Task to complete – Report how many lines below contain the word "persisted", giving the number and no other words.

Study material –
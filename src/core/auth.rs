//! Rate-Limit Authentication
//!
//! The rate-limit service identifies callers by bearer token. Signed-in
//! users carry a configured token; anonymous users get a synthesized token
//! derived from a persisted per-installation id, so their quota windows
//! survive restarts.

use std::path::PathBuf;

use base64::engine::general_purpose::STANDARD as BASE64;
use base64::Engine as _;
use rand::Rng;
use tracing::{debug, warn};

use super::{now_ms, CoreError, CoreResult};

const ANON_ID_FILE: &str = "anon_id";
const ANON_ID_CHARSET: &[u8] = b"0123456789abcdefghijklmnopqrstuvwxyz";
const ANON_ID_SUFFIX_LEN: usize = 9;

/// Produces bearer tokens for the rate-limit service.
#[derive(Debug)]
pub struct AuthTokenProvider {
    configured: Option<String>,
    state_dir: PathBuf,
}

impl AuthTokenProvider {
    /// `configured` is the user's token, if any; `state_dir` holds the
    /// persisted anonymous id for tokenless installations.
    pub fn new(configured: Option<String>, state_dir: impl Into<PathBuf>) -> Self {
        Self {
            configured: configured.filter(|t| !t.trim().is_empty()),
            state_dir: state_dir.into(),
        }
    }

    /// True when a real user token is configured.
    pub fn has_user_token(&self) -> bool {
        self.configured.is_some()
    }

    /// Returns the bearer token: the configured one, or an anonymous token
    /// of the form `base64("{anon_id}:{epoch_ms}")`.
    pub async fn bearer_token(&self) -> CoreResult<String> {
        if let Some(token) = &self.configured {
            return Ok(token.clone());
        }

        let anon_id = self.get_or_create_anon_id().await?;
        Ok(BASE64.encode(format!("{}:{}", anon_id, now_ms())))
    }

    /// Loads the persisted anonymous id, generating and persisting a fresh
    /// one on first use.
    pub async fn get_or_create_anon_id(&self) -> CoreResult<String> {
        let path = self.state_dir.join(ANON_ID_FILE);

        match tokio::fs::read_to_string(&path).await {
            Ok(contents) => {
                let id = contents.trim().to_string();
                if !id.is_empty() {
                    return Ok(id);
                }
            }
            Err(err) if err.kind() == std::io::ErrorKind::NotFound => {}
            Err(err) => {
                warn!(%err, "anonymous id unreadable, regenerating");
            }
        }

        let id = generate_anon_id();
        tokio::fs::create_dir_all(&self.state_dir)
            .await
            .map_err(|err| CoreError::Internal(format!("create state dir: {err}")))?;
        tokio::fs::write(&path, &id)
            .await
            .map_err(|err| CoreError::Internal(format!("persist anonymous id: {err}")))?;

        debug!(anon_id = %id, "generated anonymous id");
        Ok(id)
    }
}

fn generate_anon_id() -> String {
    let mut rng = rand::thread_rng();
    let suffix: String = (0..ANON_ID_SUFFIX_LEN)
        .map(|_| ANON_ID_CHARSET[rng.gen_range(0..ANON_ID_CHARSET.len())] as char)
        .collect();
    format!("temp_{suffix}")
}

#[cfg(test)]
mod tests {
    use super::*;

    #[test]
    fn test_anon_id_shape() {
        let id = generate_anon_id();
        assert!(id.starts_with("temp_"));
        assert_eq!(id.len(), "temp_".len() + ANON_ID_SUFFIX_LEN);
        assert!(id["temp_".len()..]
            .chars()
            .all(|c| c.is_ascii_lowercase() || c.is_ascii_digit()));
    }

    #[tokio::test]
    async fn test_configured_token_wins() {
        let tmp = tempfile::tempdir().unwrap();
        let provider = AuthTokenProvider::new(Some("user-token".to_string()), tmp.path());

        assert!(provider.has_user_token());
        assert_eq!(provider.bearer_token().await.unwrap(), "user-token");
    }

    #[tokio::test]
    async fn test_blank_configured_token_ignored() {
        let tmp = tempfile::tempdir().unwrap();
        let provider = AuthTokenProvider::new(Some("  ".to_string()), tmp.path());
        assert!(!provider.has_user_token());
    }

    #[tokio::test]
    async fn test_anon_id_persists_across_providers() {
        let tmp = tempfile::tempdir().unwrap();

        let first = AuthTokenProvider::new(None, tmp.path())
            .get_or_create_anon_id()
            .await
            .unwrap();
        let second = AuthTokenProvider::new(None, tmp.path())
            .get_or_create_anon_id()
            .await
            .unwrap();

        assert_eq!(first, second);
    }

    #[tokio::test]
    async fn test_anonymous_token_decodes_to_id_and_timestamp() {
        let tmp = tempfile::tempdir().unwrap();
        let provider = AuthTokenProvider::new(None, tmp.path());

        let token = provider.bearer_token().await.unwrap();
        let decoded = String::from_utf8(BASE64.decode(token).unwrap()).unwrap();
        let (id, ts) = decoded.split_once(':').unwrap();

        assert!(id.starts_with("temp_"));
        assert!(ts.parse::<i64>().unwrap() > 0);
    }
}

The completed task – 3